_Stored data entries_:
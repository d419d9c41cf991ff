// src/main.rs — devflow entry point

use clap::Parser;

use devflow::cli::optimize::{CodeArgs, PaperArgs};
use devflow::cli::{self, Cli, Commands};
use devflow::infra::config::Config;
use devflow::infra::logger;

#[tokio::main]
async fn main() {
    let cli = Cli::parse();

    // Respects RUST_LOG; otherwise warn, or info with --verbose
    logger::init_logging(logger::level_for(cli.verbose, cli.quiet));

    if let Err(e) = run(cli).await {
        eprintln!("error: {e:#}");
        std::process::exit(1);
    }
}

async fn run(cli: Cli) -> anyhow::Result<()> {
    // Load config (falls back to defaults if no config.toml)
    let mut config = match cli.config {
        Some(ref path) => Config::load_from(path)?,
        None => Config::load()?,
    };
    cli.apply_overrides(&mut config);

    // Commands that don't need a model
    if !cli.command.needs_gateway() {
        return run_tool(&cli.command, &config).await;
    }

    let gateway = cli::build_gateway(&cli, &config)?;
    let quiet = cli.quiet;

    let result = match cli.command {
        Commands::Develop {
            project_name,
            output,
        } => {
            cli::develop::run_develop(&project_name, output, gateway.clone(), &config, quiet).await
        }
        Commands::Code {
            description,
            file,
            steps,
            execute,
            output,
        } => {
            let args = CodeArgs {
                description,
                file,
                steps,
                execute,
                output,
            };
            cli::optimize::run_code(args, gateway.clone(), &config, quiet).await
        }
        Commands::Paper {
            topic,
            steps,
            compile,
            output,
        } => {
            let args = PaperArgs {
                topic,
                steps,
                compile,
                output,
            };
            cli::optimize::run_paper(args, gateway.clone(), &config, quiet).await
        }
        Commands::Review { plan, code } => {
            cli::review::run_review(&plan, &code, gateway.clone(), &config).await
        }
        Commands::Exec { .. }
        | Commands::Latex { .. }
        | Commands::Papers { .. }
        | Commands::Datasets { .. } => Ok(()),
    };

    // Report spend even when the command failed part-way
    if !quiet {
        cli::print_cost_report(&gateway);
    }
    result
}

/// Commands that only drive local tools or public search APIs.
async fn run_tool(command: &Commands, config: &Config) -> anyhow::Result<()> {
    match command {
        Commands::Exec { file } => cli::exec::run_exec(file, config).await,
        Commands::Latex { file, no_compile } => {
            cli::exec::run_latex(file, *no_compile, config).await
        }
        Commands::Papers { query, top_n } => cli::search::run_papers(query, *top_n, config).await,
        Commands::Datasets {
            query,
            catalog,
            top_n,
        } => cli::search::run_datasets(query, catalog.clone(), *top_n, config),
        Commands::Develop { .. }
        | Commands::Code { .. }
        | Commands::Paper { .. }
        | Commands::Review { .. } => anyhow::bail!("This command needs a model gateway"),
    }
}
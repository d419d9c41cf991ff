// src/agents/devops.rs — DevOps engineer agent

use async_trait::async_trait;

use super::{AgentContext, AgentRole, AgentTask, RoleAgent};
use crate::infra::errors::DevflowError;

const DEVOPS_PROMPT: &str = "\
You are a DevOps engineer automating deployment pipelines.
Given an infrastructure configuration and a deployment strategy, write a deployment script
suitable for CI/CD that keeps security and scalability in mind.";

pub struct DevOpsAgent {
    ctx: AgentContext,
}

impl DevOpsAgent {
    pub fn new(ctx: AgentContext) -> Self {
        Self { ctx }
    }

    pub async fn deploy_application(
        &self,
        infra_config: &str,
        strategy: &str,
    ) -> Result<String, DevflowError> {
        let prompt = format!(
            "Infrastructure Configuration: {}\n\nDeployment Strategy: {}",
            infra_config, strategy
        );
        let out = self.ctx.ask(AgentRole::DevOps, DEVOPS_PROMPT, &prompt).await?;
        Ok(out.trim().to_string())
    }
}

#[async_trait]
impl RoleAgent for DevOpsAgent {
    fn role(&self) -> AgentRole {
        AgentRole::DevOps
    }

    async fn perform_task(&self, task: &AgentTask<'_>) -> anyhow::Result<String> {
        let infra = match task.artifact("design components") {
            Some(design) => format!("{}\n\n{}", task.project_name, design),
            None => task.project_name.to_string(),
        };
        Ok(self.deploy_application(&infra, task.subtask).await?)
    }
}

#[cfg(test)]
mod tests {
    use super::*;
    use crate::provider::testing::{gateway_over, ScriptedProvider};
    use std::collections::BTreeMap;

    #[tokio::test]
    async fn test_deploy_prompt_shape() {
        let provider = ScriptedProvider::fixed("#!/bin/sh\ndocker compose up -d\n");
        let agent = DevOpsAgent::new(AgentContext::new(gateway_over(provider.clone()), "gpt-4o"));
        let artifacts = BTreeMap::new();

        let out = agent
            .perform_task(&AgentTask::new("web shop", "deploy application", &artifacts))
            .await
            .unwrap();
        assert_eq!(out, "#!/bin/sh\ndocker compose up -d");
        assert_eq!(
            provider.last_request().messages[0].content,
            "Infrastructure Configuration: web shop\n\nDeployment Strategy: deploy application"
        );
    }
}
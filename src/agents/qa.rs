// src/agents/qa.rs — QA engineer agent

use async_trait::async_trait;

use super::{AgentContext, AgentRole, AgentTask, RoleAgent};
use crate::infra::errors::DevflowError;

const QA_PROMPT: &str = "\
You are a QA engineer writing unit and integration tests.
Given a feature implementation, produce a thorough test suite that covers edge cases.";

/// Artifact QA tests against when it exists.
const CODE_ARTIFACT: &str = "develop modules";

pub struct QaAgent {
    ctx: AgentContext,
}

impl QaAgent {
    pub fn new(ctx: AgentContext) -> Self {
        Self { ctx }
    }

    pub async fn generate_tests(&self, feature_code: &str) -> Result<String, DevflowError> {
        let prompt = format!("Feature Code:\n{}", feature_code);
        let out = self.ctx.ask(AgentRole::Qa, QA_PROMPT, &prompt).await?;
        Ok(out.trim().to_string())
    }
}

#[async_trait]
impl RoleAgent for QaAgent {
    fn role(&self) -> AgentRole {
        AgentRole::Qa
    }

    async fn perform_task(&self, task: &AgentTask<'_>) -> anyhow::Result<String> {
        let feature_code = match task.artifact(CODE_ARTIFACT) {
            Some(code) => code.to_string(),
            None => format!("Project: {}\nTask: {}", task.project_name, task.subtask),
        };
        Ok(self.generate_tests(&feature_code).await?)
    }
}

#[cfg(test)]
mod tests {
    use super::*;
    use crate::provider::testing::{gateway_over, ScriptedProvider};
    use std::collections::BTreeMap;

    #[tokio::test]
    async fn test_uses_code_artifact() {
        let provider = ScriptedProvider::fixed(" def test_add(): pass ");
        let agent = QaAgent::new(AgentContext::new(gateway_over(provider.clone()), "gpt-4o-mini"));
        let mut artifacts = BTreeMap::new();
        artifacts.insert("develop modules".to_string(), "def add(a, b): ...".to_string());

        let out = agent
            .perform_task(&AgentTask::new("calc", "run tests", &artifacts))
            .await
            .unwrap();
        assert_eq!(out, "def test_add(): pass");
        assert_eq!(
            provider.last_request().messages[0].content,
            "Feature Code:\ndef add(a, b): ..."
        );
    }

    #[tokio::test]
    async fn test_falls_back_to_task_description() {
        let provider = ScriptedProvider::fixed("tests");
        let agent = QaAgent::new(AgentContext::new(gateway_over(provider.clone()), "gpt-4o-mini"));
        let artifacts = BTreeMap::new();

        agent
            .perform_task(&AgentTask::new("calc", "integrate components", &artifacts))
            .await
            .unwrap();
        assert_eq!(
            provider.last_request().messages[0].content,
            "Feature Code:\nProject: calc\nTask: integrate components"
        );
    }
}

_EXERCISE DIRECTIONS_: Reproduce every line in the records above that contains the word "RoleAgent".

_ANSWER SPACE_:
use super::{AgentContext, AgentRole, AgentTask, RoleAgent};
impl RoleAgent for DevOpsAgent {
use super::{AgentContext, AgentRole, AgentTask, RoleAgent};
impl RoleAgent for QaAgent {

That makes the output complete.